For about $140 a night I rented a three bedroom townhouse on Orcas Island in the San Juans. The building seemed built as an family vacation home or apartment complex, which made it good for us all. I also invited Ryan and Emi to stay. I figured I might as well use all the rooms up. Orcas Island was selected primarily since: Lopez was not interesting for those not on bicycle or kayak, Hitomi and I had been to San Juan a few times recently, and I had not been on Orcas since back in 1999 when Hitomi came to visit.
Hitomi's visit in 1999 I can still clearly remember: We came on a ferry late at night. I could just barely find a car camp site in Moran State Park for us that night. In the dark, with the headlights on, I set up Tim's orange REI dome tent and several egg-crate mattresses and blankets and things for our nest.

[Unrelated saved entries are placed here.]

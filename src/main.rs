use std::{path::Path, time::Duration};

use clap::Parser;
use color_eyre::{eyre::eyre, Result};
use serial_monitor::{
    cli::{self, Commands},
    config::Config,
    events::LifecycleEvent,
    logging,
    mock::MockTransport,
    serial::serial_port::NativeTransport,
    server,
    session::SessionHandle,
    transport::{ConnectionConfig, Transport},
    validation::{RuleSet, UserDefine},
};
use tokio::io::{AsyncBufReadExt, BufReader};
use tracing::{debug, error, info, info_span, Instrument, Level};

/// A mock device which says something every second while connected.
fn demo_transport() -> MockTransport {
    let mock = MockTransport::new();
    let device = mock.add_device("/dev/ttyMOCK0", "Demo device");

    tokio::spawn(
        async move {
            let mut interval = tokio::time::interval(Duration::from_secs(1));
            let mut count = 0;
            loop {
                interval.tick().await;
                if device.emit_line(&format!("tick {count}")) {
                    count += 1;
                }
            }
        }
        .instrument(info_span!("demo device")),
    );

    mock
}

fn transport(use_mock: bool, config: &Config) -> Box<dyn Transport> {
    if use_mock {
        info!("Using the mock transport");
        Box::new(demo_transport())
    } else {
        Box::new(NativeTransport::new().set_flow_control(config.flow_control))
    }
}

fn read_options(path: &Path) -> Result<Vec<UserDefine>> {
    let contents = std::fs::read_to_string(path)?;

    let options = if path.extension().map_or(false, |ext| ext == "json") {
        serde_json::from_str(&contents)?
    } else {
        ron::from_str(&contents)?
    };

    Ok(options)
}

async fn list(session: SessionHandle) -> Result<()> {
    let devices = session.list_devices().await?;

    if devices.is_empty() {
        println!("No devices found");
    }
    for device in devices {
        println!("{device}");
    }

    Ok(())
}

async fn monitor(session: SessionHandle, connection: ConnectionConfig) -> Result<()> {
    let mut logs = session.subscribe_logs();
    let mut events = session.subscribe_events();
    let mut stdin = BufReader::new(tokio::io::stdin()).lines();
    let mut stdin_open = true;

    session.connect(connection).await?;

    loop {
        tokio::select! {
            _ = tokio::signal::ctrl_c() => {
                info!("Ctrl-C, disconnecting");
                break;
            }
            Some(line) = logs.recv() => println!("{}", line.as_str()),
            Some(event) = events.recv() => {
                eprintln!("{event}");
                if event.inner == LifecycleEvent::Disconnected {
                    return Ok(());
                }
            }
            line = stdin.next_line(), if stdin_open => match line? {
                Some(line) => session.write(format!("{line}\n").into_bytes()).await?,
                None => {
                    debug!("stdin closed");
                    stdin_open = false;
                }
            },
        }
    }

    session.disconnect().await?;

    Ok(())
}

fn validate(options_path: &Path, rules: RuleSet) -> Result<()> {
    let options = read_options(options_path)?;
    let failures = rules.validate(&options);

    if failures.is_empty() {
        println!("{} option(s), all good", options.len());
        return Ok(());
    }

    for failure in &failures {
        println!("{failure}");
    }

    Err(eyre!("{} problem(s) found", failures.len()))
}

#[tokio::main]
async fn main() -> Result<()> {
    color_eyre::install()?;

    let cli = cli::Cli::parse();

    let command = match cli.command {
        Commands::Examples(example) => {
            println!("{}", cli::example(example)?);
            return Ok(());
        }
        command => command,
    };

    let config = if let Some(config_path) = &cli.config {
        Config::new_from_path(config_path)?
    } else {
        Config::default()
    };

    logging::init(
        cli.log_level,
        config.log_dir.clone().map(|dir| (Level::DEBUG, dir)),
    )
    .await;
    debug!(?cli.config, "Configuration loaded");

    match command {
        Commands::List => {
            let session = SessionHandle::new(transport(cli.mock, &config), &config)?;
            list(session).await
        }
        Commands::Monitor { port, baud } => {
            let session = SessionHandle::new(transport(cli.mock, &config), &config)?;
            let baud = baud.unwrap_or(config.default_baud_rate);
            monitor(session, ConnectionConfig::new(&port, baud)).await
        }
        Commands::Validate { options, rules } => {
            let rules = match rules {
                Some(path) => {
                    let rules = RuleSet::new_from_path(path)?;
                    rules.check()?;
                    rules
                }
                None => config.rule_set()?,
            };
            validate(&options, rules)
        }
        Commands::Serve { port } => {
            let mut config = config;
            if let Some(port) = port {
                config.server_port = port;
            }
            let transport = transport(cli.mock, &config);

            tokio::select! {
                _ = tokio::signal::ctrl_c() => {
                    info!("Ctrl-C, quitting");
                    Ok(())
                }
                result = server::run_on_port(config, transport) => {
                    error!(?result, "Server returned");
                    result?;
                    Err(eyre!("Server stopped unexpectedly"))
                }
            }
        }
        Commands::Examples(_) => Ok(()),
    }
}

Unlike our typical backpack experience, we could roll around together naked. I brought a cooler of food, including cheese and cookies, and had to go without dinner that night, since all places were closed around 11PM, and sat in the car in Eastsound eating by the water. Perhaps we listened to music or talked. The following morning, it was cold but sunny and we ate a bit by the shore of a lake. I had my MD player (bought in Japan), along with a copy of the Brain Powerd soundtrack and we drove and listened to the same music many times that weekend. It was warm and early in the year: The low orange light of spring, as the day turned to night at the ferry terminal, lit up the madrona trees. Hitomi slept in the car, as she always does.

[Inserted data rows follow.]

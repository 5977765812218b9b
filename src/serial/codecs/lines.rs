use bytes::{Buf, BytesMut};
use tokio_util::codec::{Decoder, Encoder};

use crate::serial::error::SerialPortError;

/// This codec has a configurable delimiter character for reading,
/// and optionally adds a character to each line it encodes.
///
/// A carriage return directly before the read delimiter is dropped,
/// so `\r\n` terminated output yields the same lines as `\n` terminated output.
#[derive(Debug, Clone)]
pub struct LinesCodec {
    /// How far we have looked for a newline into the buffer
    cursor: usize,

    /// How to delimit incoming byte streams.
    /// This delimiter is not included in the yielded frames.
    read_delimiter: u8,

    /// If provided, which byte to append when writing (encoding) messages.
    /// If `None`, forwards the data as-is.
    write_delimiter: Option<u8>,
}

impl LinesCodec {
    /// Create a new codec.
    pub fn new(read_delimiter: u8, write_delimiter: Option<u8>) -> Self {
        Self {
            cursor: 0,
            read_delimiter,
            write_delimiter,
        }
    }
}

impl Default for LinesCodec {
    fn default() -> Self {
        Self::new(b'\n', None)
    }
}

fn without_carriage_return(mut line: BytesMut) -> Vec<u8> {
    if line.last() == Some(&b'\r') {
        line.truncate(line.len() - 1);
    }
    line.to_vec()
}

impl Decoder for LinesCodec {
    type Item = Vec<u8>;
    type Error = SerialPortError;

    fn decode(&mut self, src: &mut BytesMut) -> Result<Option<Self::Item>, Self::Error> {
        let read_to = src.len();

        let look_at = &src[self.cursor..read_to];

        if let Some(position) = look_at.iter().position(|&byte| byte == self.read_delimiter) {
            // Since we might "start late" in the buffer (from the cursor),
            // the "global" position within the buffer has to be calculated.
            let actual_position = self.cursor + position;

            // Next time we need to start over.
            self.cursor = 0;

            // Split at the delimiter, getting a slice of the bytes before it.
            let line = src.split_to(actual_position);

            // Discard the delimiter by advancing the source buffer beyond it.
            src.advance(1);

            Ok(Some(without_carriage_return(line)))
        } else {
            // We did not find a full frame.
            // The next time we are called the same buffer `src` will be provided to us (same starting point),
            // but possibly with more data.
            // Since our job is to find the delimiter, we don't need to re-read the bytes we have already looked at.
            self.cursor = read_to;

            // Indicate that we need more bytes to look at.
            Ok(None)
        }
    }

    fn decode_eof(&mut self, src: &mut BytesMut) -> Result<Option<Self::Item>, Self::Error> {
        if let Some(line) = self.decode(src)? {
            return Ok(Some(line));
        }

        if src.is_empty() {
            return Ok(None);
        }

        // The device went away mid-line, hand out what we have.
        self.cursor = 0;
        let rest = src.split_to(src.len());

        Ok(Some(without_carriage_return(rest)))
    }
}

impl Encoder<Vec<u8>> for LinesCodec {
    type Error = SerialPortError;

    fn encode(&mut self, item: Vec<u8>, dst: &mut BytesMut) -> Result<(), Self::Error> {
        dst.extend_from_slice(&item);

        if let Some(character) = self.write_delimiter {
            dst.extend_from_slice(&[character]);
        }
        Ok(())
    }
}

Hitomi must have had a good time, since later she wrote a travel essay about the experience and won a free plane ticket from a Japanese travel agency. She also put in my story about how my friends and I tried to get revenge on the racoons on Orcas island, by peeing on some food packages they had ripped open.
At the time, I borrowed (reappropriated) my stepfather (or perhaps mother's?) frame and modified it by adding climbing bars, a rack, and panniers. I put a handlebar bag on the bicycle which could hold our road map and various bicycle stuff. I borrowed (reappropriated) a sleeping bag, tent, and ground pad. Kevin, Mike, and later Ian, went on the trip. It was my idea (from having been on Lopez many times in High School) to tour the various other islands, including Orcas. I tried to promote a minimalist approach by eating many meals in town so we didn't have to haul food or cook very much. (This was also because we had no decent cookwear or stove. Cooking over a fire didn't work so well on cheap pans we had.) Salsa, cheese, tortillas and cans of fruit were staples.

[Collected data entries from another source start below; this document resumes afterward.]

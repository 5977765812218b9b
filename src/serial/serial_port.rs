use serde::{Deserialize, Serialize};
use serialport::SerialPortType;
use tokio_serial::{SerialPort, SerialPortBuilderExt, SerialStream};
use tracing::{debug, info};

use crate::{
    error::Error,
    transport::{ConnectionConfig, DeviceDescriptor, Port},
};

/// Flow control used when opening native ports.
#[derive(Debug, Clone, Copy, Default, PartialEq, Eq, Serialize, Deserialize)]
pub enum FlowControl {
    /// No flow control.
    #[default]
    None,

    /// XON/XOFF.
    Software,

    /// RTS/CTS.
    Hardware,
}

impl From<FlowControl> for tokio_serial::FlowControl {
    fn from(flow_control: FlowControl) -> Self {
        match flow_control {
            FlowControl::None => tokio_serial::FlowControl::None,
            FlowControl::Software => tokio_serial::FlowControl::Software,
            FlowControl::Hardware => tokio_serial::FlowControl::Hardware,
        }
    }
}

/// Serial ports as provided by the operating system.
#[derive(Debug, Clone, Default)]
pub struct NativeTransport {
    flow_control: FlowControl,
}

impl NativeTransport {
    /// Native ports without flow control.
    pub fn new() -> Self {
        Self::default()
    }

    /// Set the flow control used for ports opened from now on.
    pub fn set_flow_control(mut self, flow_control: FlowControl) -> Self {
        self.flow_control = flow_control;
        self
    }

    pub(crate) fn flow_control(&self) -> FlowControl {
        self.flow_control
    }
}

fn describe(name: String, port_type: SerialPortType) -> DeviceDescriptor {
    match port_type {
        SerialPortType::UsbPort(usb) => {
            let label = usb
                .product
                .clone()
                .or_else(|| usb.manufacturer.clone())
                .unwrap_or_else(|| "USB serial device".into());

            DeviceDescriptor {
                path: name,
                label,
                vid: Some(usb.vid),
                pid: Some(usb.pid),
                serial_number: usb.serial_number,
                manufacturer: usb.manufacturer,
                product: usb.product,
            }
        }
        SerialPortType::PciPort => DeviceDescriptor::new(&name, "PCI serial device"),
        SerialPortType::BluetoothPort => DeviceDescriptor::new(&name, "Bluetooth serial device"),
        SerialPortType::Unknown => DeviceDescriptor::new(&name, "Serial device"),
    }
}

/// List the serial ports the operating system knows about, ordered by path.
pub(crate) fn available_devices() -> Result<Vec<DeviceDescriptor>, Error> {
    let ports =
        tokio_serial::available_ports().map_err(|e| Error::Enumeration(e.to_string()))?;

    let mut devices = ports
        .into_iter()
        .map(|info| describe(info.port_name, info.port_type))
        .collect::<Vec<_>>();
    devices.sort();

    if devices.is_empty() {
        info!("No serial ports available");
    } else {
        debug!("Found {} serial port(s)", devices.len());
    }

    Ok(devices)
}

pub(crate) fn try_open_serial_port(
    config: &ConnectionConfig,
    flow_control: FlowControl,
) -> Result<SerialStream, Error> {
    if config.baud_rate == 0 {
        return Err(Error::TransportOpen(format!(
            "{}: a baud rate of zero is not usable",
            config.port
        )));
    }

    debug!(%config, ?flow_control, "Opening port");

    tokio_serial::new(&config.port, config.baud_rate)
        .data_bits(tokio_serial::DataBits::Eight)
        .parity(tokio_serial::Parity::None)
        .stop_bits(tokio_serial::StopBits::One)
        .flow_control(flow_control.into())
        .open_native_async()
        .map_err(|e| Error::TransportOpen(format!("{}: {e}", config.port)))
}

impl Port for SerialStream {
    fn close(self: Box<Self>) -> Result<(), Error> {
        // Whatever is still buffered belongs to the session we are ending.
        self.clear(tokio_serial::ClearBuffer::All)
            .map_err(|e| Error::TransportClose(e.to_string()))
    }
}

"Battlelords" — our group's signature game — served as our trip's entertainment. (Besides the aforementioned taunting of the racoons which happened because we had no way to secure our food from assult at the Orcas camp.) We probably spent more time playing that game than bicycling.
The experience of touring by bicycle was a bit different than staying in a hotel and taking trips by day. There's more romance in bicycle touring than car touring. There's more romance in first loves than in second loves. However, I still found the experience of being on the road on a much better bicycle enjoyable.
Hitomi has the pictures on her site of me in my bike clothes and a cinnamon roll.